- [What you need to do]: Go through the material and copy each line in which the word "enumerate" shows up.

- [Provided data]:

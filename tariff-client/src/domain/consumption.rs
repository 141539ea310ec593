use serde::{Deserialize, Serialize};
use time::OffsetDateTime;

/// Milliseconds since the Unix epoch, used for fast window comparisons.
pub fn epoch_ms(ts: OffsetDateTime) -> i64 {
    (ts.unix_timestamp_nanos() / 1_000_000) as i64
}

/// A single metered reading: energy used between `read_at` and the next reading.
#[derive(Debug, Clone, PartialEq, Serialize, Deserialize)]
#[serde(from = "ConsumptionWire")]
pub struct ConsumptionInterval {
    #[serde(with = "time::serde::rfc3339")]
    pub read_at: OffsetDateTime,
    pub read_at_ms: i64,
    pub consumption_delta_wh: f64,
}

impl ConsumptionInterval {
    pub fn new(read_at: OffsetDateTime, consumption_delta_wh: f64) -> Self {
        Self {
            read_at,
            read_at_ms: epoch_ms(read_at),
            consumption_delta_wh,
        }
    }

    pub fn consumption_kwh(&self) -> f64 {
        self.consumption_delta_wh / 1000.0
    }
}

#[derive(Deserialize)]
struct ConsumptionWire {
    #[serde(with = "time::serde::rfc3339")]
    read_at: OffsetDateTime,
    consumption_delta_wh: f64,
}

impl From<ConsumptionWire> for ConsumptionInterval {
    fn from(w: ConsumptionWire) -> Self {
        Self::new(w.read_at, w.consumption_delta_wh)
    }
}
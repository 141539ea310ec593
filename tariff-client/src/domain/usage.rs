use time::{Date, OffsetDateTime, Time};

use super::tariff::TariffId;

/// What a stored row holds, by kind.
#[derive(Debug, Clone, PartialEq)]
pub enum UsageRecord {
    HalfHour {
        read_at: OffsetDateTime,
        consumption_wh: f64,
        cost_pence: f64,
    },
    TariffCost {
        tariff_id: TariffId,
        tariff_name: String,
        cost_pence: f64,
        standing_charge: f64,
    },
    DailyTotal {
        consumption_wh: f64,
    },
}

/// One row of the `daily_usage` table, keyed by the semantic date it
/// describes.
#[derive(Debug, Clone, PartialEq)]
pub struct UsageRow {
    pub date: Date,
    pub record: UsageRecord,
}

impl UsageRow {
    pub fn partition_key(&self) -> String {
        format!("DATE#{}", self.date)
    }

    pub fn sort_key(&self) -> String {
        match &self.record {
            UsageRecord::HalfHour { read_at, .. } => {
                let utc = read_at.to_offset(time::UtcOffset::UTC);
                format!("USAGE#{:02}:{:02}", utc.hour(), utc.minute())
            }
            UsageRecord::TariffCost { tariff_id, .. } => format!("TARIFF#{tariff_id}"),
            UsageRecord::DailyTotal { .. } => "TOTAL".to_string(),
        }
    }

    pub fn dedup_key(&self) -> String {
        format!("{}::{}", self.partition_key(), self.sort_key())
    }

    pub fn kind(&self) -> &'static str {
        match self.record {
            UsageRecord::HalfHour { .. } => "usage",
            UsageRecord::TariffCost { .. } => "tariff",
            UsageRecord::DailyTotal { .. } => "total",
        }
    }

    /// Designated timestamp: the reading time for half hours, UTC midnight
    /// of the date otherwise.
    pub fn ts(&self) -> OffsetDateTime {
        match &self.record {
            UsageRecord::HalfHour { read_at, .. } => *read_at,
            _ => self.date.with_time(Time::MIDNIGHT).assume_utc(),
        }
    }
}
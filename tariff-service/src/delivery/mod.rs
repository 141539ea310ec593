//! Batched delivery with partial-failure retries.
//!
//! Items go out in fixed-size batches, one batch at a time. When a sink
//! rejects part of a batch only the rejected entries are sent again; accepted
//! entries are never resubmitted.

mod http_queue;

use std::{collections::HashSet, fmt, time::Duration};

use serde::{Deserialize, Serialize};

use crate::retry::{retry_with_state, RetryPolicy};

pub use http_queue::{FailedEntry, HttpQueueSink, QueueBatchResponse, QueueEntry};

#[derive(Debug, Clone, PartialEq, Serialize, Deserialize)]
pub struct WorkItem<T> {
    pub id: String,
    pub dedup_key: String,
    pub payload: T,
}

impl<T> WorkItem<T> {
    /// Number `(dedup_key, payload)` pairs as `msg-0`, `msg-1`, ...
    pub fn sequence<I>(items: I) -> Vec<WorkItem<T>>
    where
        I: IntoIterator<Item = (String, T)>,
    {
        items
            .into_iter()
            .enumerate()
            .map(|(i, (dedup_key, payload))| WorkItem {
                id: format!("msg-{i}"),
                dedup_key,
                payload,
            })
            .collect()
    }
}

/// What a sink did with a batch. An empty `rejected_ids` means every entry
/// was accepted.
#[derive(Debug, Clone, Default, PartialEq)]
pub struct SinkResponse {
    pub rejected_ids: Vec<String>,
    pub reason: Option<String>,
}

impl SinkResponse {
    pub fn accepted() -> Self {
        Self::default()
    }

    pub fn rejected(ids: Vec<String>, reason: impl Into<String>) -> Self {
        Self {
            rejected_ids: ids,
            reason: Some(reason.into()),
        }
    }
}

#[derive(thiserror::Error, Debug)]
pub enum DeliveryError {
    #[error("transport error: {0}")]
    Transport(String),
    #[error("encode error: {0}")]
    Encode(String),
    #[error("{0}")]
    Exhausted(String),
}

#[async_trait::async_trait]
pub trait DeliverySink<T>: Send + Sync
where
    T: Send + Sync,
{
    /// Prefix used when reporting entries that never got through.
    fn label(&self) -> &str {
        "Rejected entries"
    }

    /// A transport `Err` counts as the whole batch being rejected.
    async fn send_batch(&self, batch: &[WorkItem<T>]) -> Result<SinkResponse, DeliveryError>;
}

#[derive(Debug, Clone)]
pub struct DeliveryOptions {
    pub batch_size: usize,
    pub retry: RetryPolicy,
    /// Pause between batches.
    pub pacing: Option<Duration>,
}

impl DeliveryOptions {
    pub fn with_batch_size(batch_size: usize) -> Self {
        Self {
            batch_size,
            retry: RetryPolicy::default(),
            pacing: None,
        }
    }
}

struct BatchFailure {
    dedup_keys: Vec<String>,
    reason: String,
}

impl fmt::Display for BatchFailure {
    fn fmt(&self, f: &mut fmt::Formatter<'_>) -> fmt::Result {
        write!(f, "{} ({} entries pending)", self.reason, self.dedup_keys.len())
    }
}

pub async fn deliver<T, K>(items: Vec<WorkItem<T>>, options: &DeliveryOptions, sink: &K) -> Result<(), DeliveryError>
where
    T: Clone + Send + Sync,
    K: DeliverySink<T> + ?Sized,
{
    let batch_size = options.batch_size.max(1);
    let batches: Vec<Vec<WorkItem<T>>> = items.chunks(batch_size).map(|c| c.to_vec()).collect();
    let count = batches.len();

    for (index, batch) in batches.into_iter().enumerate() {
        tracing::debug!(batch = index + 1, of = count, entries = batch.len(), "delivering batch");
        deliver_batch(batch, options, sink).await?;

        if let Some(pacing) = options.pacing.filter(|_| index + 1 < count) {
            tokio::time::sleep(pacing).await;
        }
    }

    Ok(())
}

async fn deliver_batch<T, K>(batch: Vec<WorkItem<T>>, options: &DeliveryOptions, sink: &K) -> Result<(), DeliveryError>
where
    T: Clone + Send + Sync,
    K: DeliverySink<T> + ?Sized,
{
    let result = retry_with_state(&options.retry, "deliver batch", batch, move |batch: Vec<WorkItem<T>>| async move {
        metrics::counter!("delivery_batches_sent_total").increment(1);

        let response = match sink.send_batch(&batch).await {
            Ok(response) => response,
            Err(e) => {
                let dedup_keys = batch.iter().map(|w| w.dedup_key.clone()).collect();
                return Err((batch, BatchFailure { dedup_keys, reason: e.to_string() }));
            }
        };

        let rejected: HashSet<&str> = response.rejected_ids.iter().map(String::as_str).collect();
        let (residual, accepted): (Vec<WorkItem<T>>, Vec<WorkItem<T>>) =
            batch.into_iter().partition(|w| rejected.contains(w.id.as_str()));
        metrics::counter!("delivery_entries_accepted_total").increment(accepted.len() as u64);

        if residual.is_empty() {
            if !rejected.is_empty() {
                tracing::warn!(rejected = rejected.len(), "sink rejected ids that were not in the batch");
            }
            return Ok(());
        }

        let dedup_keys = residual.iter().map(|w| w.dedup_key.clone()).collect();
        let reason = response.reason.unwrap_or_else(|| sink.label().to_string());
        Err((residual, BatchFailure { dedup_keys, reason }))
    })
    .await;

    result.map_err(|failure| {
        metrics::counter!("delivery_exhausted_total").increment(1);
        tracing::error!(reason = %failure.reason, pending = failure.dedup_keys.len(), "batch delivery exhausted its retries");
        let label = sink.label();
        let keys = failure.dedup_keys.join(", ");
        if failure.reason == label {
            DeliveryError::Exhausted(format!("Batch retry triggered: {label}: {keys}"))
        } else {
            DeliveryError::Exhausted(format!("Batch retry triggered: {label}: {keys} ({})", failure.reason))
        }
    })
}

- [Response below]:
            .enumerate()
    for (index, batch) in batches.into_iter().enumerate() {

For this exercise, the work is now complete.